## ASSIGNMENT
Transcribe only the lines of the listing below from the one holding "m.add_class::<LuminanceBand>()?;" through the one holding "use log::debug;", inclusive, without any change.

-------------------------

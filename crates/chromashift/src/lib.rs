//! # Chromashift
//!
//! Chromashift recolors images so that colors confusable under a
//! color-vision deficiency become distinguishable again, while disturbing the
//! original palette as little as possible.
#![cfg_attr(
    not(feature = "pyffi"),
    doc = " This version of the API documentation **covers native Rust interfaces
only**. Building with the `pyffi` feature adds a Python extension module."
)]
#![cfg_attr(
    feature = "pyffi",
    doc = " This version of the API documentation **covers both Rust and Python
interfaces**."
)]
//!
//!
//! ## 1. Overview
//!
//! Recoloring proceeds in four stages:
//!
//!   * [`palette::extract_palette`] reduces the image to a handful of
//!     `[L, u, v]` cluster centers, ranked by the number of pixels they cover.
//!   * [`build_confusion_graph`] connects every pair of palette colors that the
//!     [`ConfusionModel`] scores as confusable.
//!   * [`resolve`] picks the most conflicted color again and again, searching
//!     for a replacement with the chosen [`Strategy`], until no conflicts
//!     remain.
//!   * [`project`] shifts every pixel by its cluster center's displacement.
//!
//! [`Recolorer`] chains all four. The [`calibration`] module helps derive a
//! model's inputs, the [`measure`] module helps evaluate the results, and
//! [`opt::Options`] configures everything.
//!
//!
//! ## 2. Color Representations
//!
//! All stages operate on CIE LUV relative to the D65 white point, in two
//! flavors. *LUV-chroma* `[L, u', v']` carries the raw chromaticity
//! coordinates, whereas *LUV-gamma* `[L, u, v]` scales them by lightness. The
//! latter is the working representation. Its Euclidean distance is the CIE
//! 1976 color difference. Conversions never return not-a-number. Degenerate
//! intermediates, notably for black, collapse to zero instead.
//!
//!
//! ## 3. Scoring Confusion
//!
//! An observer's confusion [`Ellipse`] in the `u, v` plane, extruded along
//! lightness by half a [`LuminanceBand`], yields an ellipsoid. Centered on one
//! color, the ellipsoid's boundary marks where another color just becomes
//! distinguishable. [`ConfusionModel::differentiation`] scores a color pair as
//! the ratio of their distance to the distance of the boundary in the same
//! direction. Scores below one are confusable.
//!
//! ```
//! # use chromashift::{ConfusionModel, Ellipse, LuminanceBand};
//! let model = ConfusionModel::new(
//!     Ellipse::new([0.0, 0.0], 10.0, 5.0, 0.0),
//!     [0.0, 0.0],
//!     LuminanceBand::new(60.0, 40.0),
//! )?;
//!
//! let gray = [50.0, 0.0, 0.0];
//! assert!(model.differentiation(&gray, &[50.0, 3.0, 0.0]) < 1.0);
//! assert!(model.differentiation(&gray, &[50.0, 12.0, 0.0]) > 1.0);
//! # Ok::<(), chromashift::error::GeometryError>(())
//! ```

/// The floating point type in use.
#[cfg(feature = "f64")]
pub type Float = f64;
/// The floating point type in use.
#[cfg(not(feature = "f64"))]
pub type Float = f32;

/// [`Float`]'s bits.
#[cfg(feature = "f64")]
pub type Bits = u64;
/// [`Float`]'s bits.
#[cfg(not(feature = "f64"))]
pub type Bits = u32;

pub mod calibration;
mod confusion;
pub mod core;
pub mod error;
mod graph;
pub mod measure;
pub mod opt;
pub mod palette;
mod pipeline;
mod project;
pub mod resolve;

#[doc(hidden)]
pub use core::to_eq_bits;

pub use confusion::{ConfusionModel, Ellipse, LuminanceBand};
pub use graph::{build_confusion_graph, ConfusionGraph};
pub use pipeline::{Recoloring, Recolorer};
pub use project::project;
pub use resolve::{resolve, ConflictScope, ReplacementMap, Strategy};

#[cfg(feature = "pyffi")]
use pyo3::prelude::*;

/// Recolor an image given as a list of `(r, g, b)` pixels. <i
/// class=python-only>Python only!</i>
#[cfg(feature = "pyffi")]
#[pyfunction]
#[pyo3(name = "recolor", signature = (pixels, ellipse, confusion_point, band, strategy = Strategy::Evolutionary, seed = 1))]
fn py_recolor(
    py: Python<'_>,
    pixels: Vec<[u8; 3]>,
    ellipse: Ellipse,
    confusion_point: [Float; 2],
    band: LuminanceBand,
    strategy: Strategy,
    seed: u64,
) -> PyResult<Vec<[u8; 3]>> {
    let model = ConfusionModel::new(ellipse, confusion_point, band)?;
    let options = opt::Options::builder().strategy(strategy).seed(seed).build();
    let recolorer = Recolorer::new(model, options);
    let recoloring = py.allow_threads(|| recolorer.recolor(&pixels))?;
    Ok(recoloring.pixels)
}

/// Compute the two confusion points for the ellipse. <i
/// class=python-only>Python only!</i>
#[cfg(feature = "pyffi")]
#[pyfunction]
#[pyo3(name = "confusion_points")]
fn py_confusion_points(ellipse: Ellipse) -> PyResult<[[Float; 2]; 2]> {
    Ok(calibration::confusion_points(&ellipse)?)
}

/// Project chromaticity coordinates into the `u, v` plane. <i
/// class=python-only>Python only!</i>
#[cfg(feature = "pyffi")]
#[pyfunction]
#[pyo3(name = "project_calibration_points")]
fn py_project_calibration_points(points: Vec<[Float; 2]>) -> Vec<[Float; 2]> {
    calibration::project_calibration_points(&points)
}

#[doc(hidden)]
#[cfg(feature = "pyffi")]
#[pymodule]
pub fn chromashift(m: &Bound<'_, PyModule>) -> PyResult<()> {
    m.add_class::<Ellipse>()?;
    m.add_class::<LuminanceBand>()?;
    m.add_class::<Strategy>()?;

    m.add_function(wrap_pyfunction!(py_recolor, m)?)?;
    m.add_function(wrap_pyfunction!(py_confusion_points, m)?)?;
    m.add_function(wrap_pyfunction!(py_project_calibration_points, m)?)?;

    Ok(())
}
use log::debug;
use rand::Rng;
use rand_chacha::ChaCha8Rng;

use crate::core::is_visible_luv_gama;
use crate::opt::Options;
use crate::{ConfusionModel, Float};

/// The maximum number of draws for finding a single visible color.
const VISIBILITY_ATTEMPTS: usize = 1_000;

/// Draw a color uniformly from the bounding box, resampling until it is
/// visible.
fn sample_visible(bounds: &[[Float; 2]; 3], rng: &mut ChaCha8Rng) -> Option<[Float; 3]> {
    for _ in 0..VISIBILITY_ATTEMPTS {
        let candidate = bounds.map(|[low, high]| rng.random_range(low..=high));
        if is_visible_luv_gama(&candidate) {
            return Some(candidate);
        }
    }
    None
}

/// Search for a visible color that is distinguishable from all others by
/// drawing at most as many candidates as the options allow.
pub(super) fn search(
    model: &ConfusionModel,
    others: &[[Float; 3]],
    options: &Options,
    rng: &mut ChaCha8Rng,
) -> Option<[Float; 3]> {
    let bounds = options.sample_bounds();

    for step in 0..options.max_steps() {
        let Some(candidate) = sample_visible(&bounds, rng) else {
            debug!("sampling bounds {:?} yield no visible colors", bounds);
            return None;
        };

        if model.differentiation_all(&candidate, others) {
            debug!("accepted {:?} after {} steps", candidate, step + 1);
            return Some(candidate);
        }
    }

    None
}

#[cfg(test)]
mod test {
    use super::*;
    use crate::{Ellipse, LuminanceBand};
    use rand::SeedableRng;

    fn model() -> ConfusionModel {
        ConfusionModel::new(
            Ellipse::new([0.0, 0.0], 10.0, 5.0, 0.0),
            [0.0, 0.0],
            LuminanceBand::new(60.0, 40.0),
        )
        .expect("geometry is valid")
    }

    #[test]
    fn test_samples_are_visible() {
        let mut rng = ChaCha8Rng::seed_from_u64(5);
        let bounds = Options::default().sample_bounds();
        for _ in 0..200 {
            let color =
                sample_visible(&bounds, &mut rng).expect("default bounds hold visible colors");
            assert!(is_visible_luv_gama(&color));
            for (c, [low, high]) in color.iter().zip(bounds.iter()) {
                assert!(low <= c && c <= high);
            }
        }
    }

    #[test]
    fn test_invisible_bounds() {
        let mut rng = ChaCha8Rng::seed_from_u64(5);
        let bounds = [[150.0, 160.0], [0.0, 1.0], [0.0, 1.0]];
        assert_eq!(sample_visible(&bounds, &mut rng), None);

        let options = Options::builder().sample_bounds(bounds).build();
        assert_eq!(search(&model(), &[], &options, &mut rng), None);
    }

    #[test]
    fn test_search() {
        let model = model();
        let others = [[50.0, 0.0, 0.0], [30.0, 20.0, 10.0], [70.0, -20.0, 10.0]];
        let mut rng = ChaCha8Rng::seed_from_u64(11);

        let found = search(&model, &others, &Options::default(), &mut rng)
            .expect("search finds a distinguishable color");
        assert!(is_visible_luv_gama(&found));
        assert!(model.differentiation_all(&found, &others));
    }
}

-------------------------

## ANSWER SECTION
    m.add_class::<LuminanceBand>()?;
    m.add_class::<Strategy>()?;

    m.add_function(wrap_pyfunction!(py_recolor, m)?)?;
    m.add_function(wrap_pyfunction!(py_confusion_points, m)?)?;
    m.add_function(wrap_pyfunction!(py_project_calibration_points, m)?)?;

    Ok(())
}
use log::debug;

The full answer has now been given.